昨日は朝の電車が信号故障で不通、バスで帰宅。
台風接近で今朝も運転取りやめかと思ったら違った。
でも乗客は毎度のことで
たんたんと対処する。
慣れは、結構、おそろしい。

『昭和芸人七人の最期』笹山敬輔著を読む。
エノケン、ロッパ、金語楼エンタツ石田一松、シミキン、トニー谷
文字通り最期までを描いた本。
おまけで「最期の喜劇人」伊東四朗へのインタビューが付いている。
当然物故しているので参考文献から再構成したものだが、
笑いへのリスペクトが感じられ、かつ程よくアカデミックにまとめてある。
笑いというとどうしても『日本の喜劇人』小林信彦著が、そびえたっている。
そちらは笑いの芸と系譜について考察されたものだが、
この本は一世を風靡してやがて落ちぶれた芸人の晩年を知り、
おもしろうてやがて哀しき。

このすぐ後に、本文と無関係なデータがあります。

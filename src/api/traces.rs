//! Trace read API

use axum::{
    extract::{Path, Query, State},
    Json,
};
use serde::Deserialize;

use crate::db;
use crate::domain::TraceSpan;

use super::{AppError, AppState};

#[derive(Debug, Deserialize)]
pub struct ListTracesQuery {
    pub limit: Option<i64>,
    pub offset: Option<i64>,
    pub query: Option<String>,
}

/// GET /api/projects/:project_id/traces - root spans, newest first
pub async fn list_traces(
    State(state): State<AppState>,
    Path(project_id): Path<String>,
    Query(query): Query<ListTracesQuery>,
) -> Result<Json<Vec<TraceSpan>>, AppError> {
    let limit = query.limit.unwrap_or(50).clamp(1, 1000);
    let offset = query.offset.unwrap_or(0).max(0);
    let filter = query.query.as_deref().filter(|q| !q.is_empty());

    let spans = db::get_project_root_spans(&state.pool, &project_id, limit, offset, filter).await?;
    Ok(Json(spans))
}

/// GET /api/projects/:project_id/traces/:trace_id - one whole trace
pub async fn get_trace(
    State(state): State<AppState>,
    Path((_project_id, trace_id)): Path<(String, String)>,
) -> Result<Json<Vec<TraceSpan>>, AppError> {
    let spans = db::get_trace_spans(&state.pool, &trace_id).await?;
    if spans.is_empty() {
        return Err(AppError::NotFound("Trace not found".to_string()));
    }
    Ok(Json(spans))
}

#[cfg(test)]
mod tests {
    use super::*;
    use crate::db::test_pool;
    use crate::db::{create_project, insert_span};
    use axum::routing::get;
    use axum::{body::Body, http::Request, http::StatusCode, Router};
    use tower::ServiceExt;

    async fn seeded_state() -> (AppState, String) {
        let pool = test_pool().await;
        let state = AppState::new(pool, crate::config::Config::default());
        let project = create_project(&state.pool, "p").await.unwrap();

        let mut root = TraceSpan::new(&project.id);
        root.trace_id = "T1".to_string();
        root.span_id = "S1".to_string();
        root.name = "GET /checkout".to_string();
        insert_span(&state.pool, &root).await.unwrap();

        let mut child = TraceSpan::new(&project.id);
        child.trace_id = "T1".to_string();
        child.span_id = "c1".to_string();
        child.parent_span_id = "S1".to_string();
        insert_span(&state.pool, &child).await.unwrap();

        (state, project.id)
    }

    #[tokio::test]
    async fn test_list_traces_returns_roots_only() {
        let (state, project_id) = seeded_state().await;
        let app = Router::new()
            .route("/projects/:project_id/traces", get(list_traces))
            .with_state(state);

        let response = app
            .oneshot(
                Request::builder()
                    .uri(format!("/projects/{}/traces", project_id))
                    .body(Body::empty())
                    .unwrap(),
            )
            .await
            .unwrap();

        assert_eq!(response.status(), StatusCode::OK);
        let bytes = axum::body::to_bytes(response.into_body(), usize::MAX)
            .await
            .unwrap();
        let json: serde_json::Value = serde_json::from_slice(&bytes).unwrap();
        assert_eq!(json.as_array().unwrap().len(), 1);
        assert_eq!(json[0]["span_id"], "S1");
    }

    #[tokio::test]
    async fn test_get_trace_detail() {
        let (state, project_id) = seeded_state().await;
        let app = Router::new()
            .route("/projects/:project_id/traces/:trace_id", get(get_trace))
            .with_state(state);

        let response = app
            .clone()
            .oneshot(
                Request::builder()
                    .uri(format!("/projects/{}/traces/T1", project_id))
                    .body(Body::empty())
                    .unwrap(),
            )
            .await
            .unwrap();

        assert_eq!(response.status(), StatusCode::OK);
        let bytes = axum::body::to_bytes(response.into_body(), usize::MAX)
            .await
            .unwrap();
        let json: serde_json::Value = serde_json::from_slice(&bytes).unwrap();
        assert_eq!(json.as_array().unwrap().len(), 2);

        let response = app
            .oneshot(
                Request::builder()
                    .uri(format!("/projects/{}/traces/nope", project_id))
                    .body(Body::empty())
                    .unwrap(),
            )
            .await
            .unwrap();
        assert_eq!(response.status(), StatusCode::NOT_FOUND);
    }
}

で、ある。


芸人は売れたいと思うだろう。
でも、運よく売れたときには売れなくなるときのことを
漫然とイメージしているのかもしれない。
最期まで場末であっても病をおしても現場に立つ。
家庭の事情もあるだろう。
老いた衰えた体で往年のギャグなどを再現する。
しかも若づくりで。
ウケないことは百も承知で。
七人七様。私小説みたいで。
それでも笑(ショー)ほど素敵な商売はない。
なんだかとても他人事とは思えないぞ。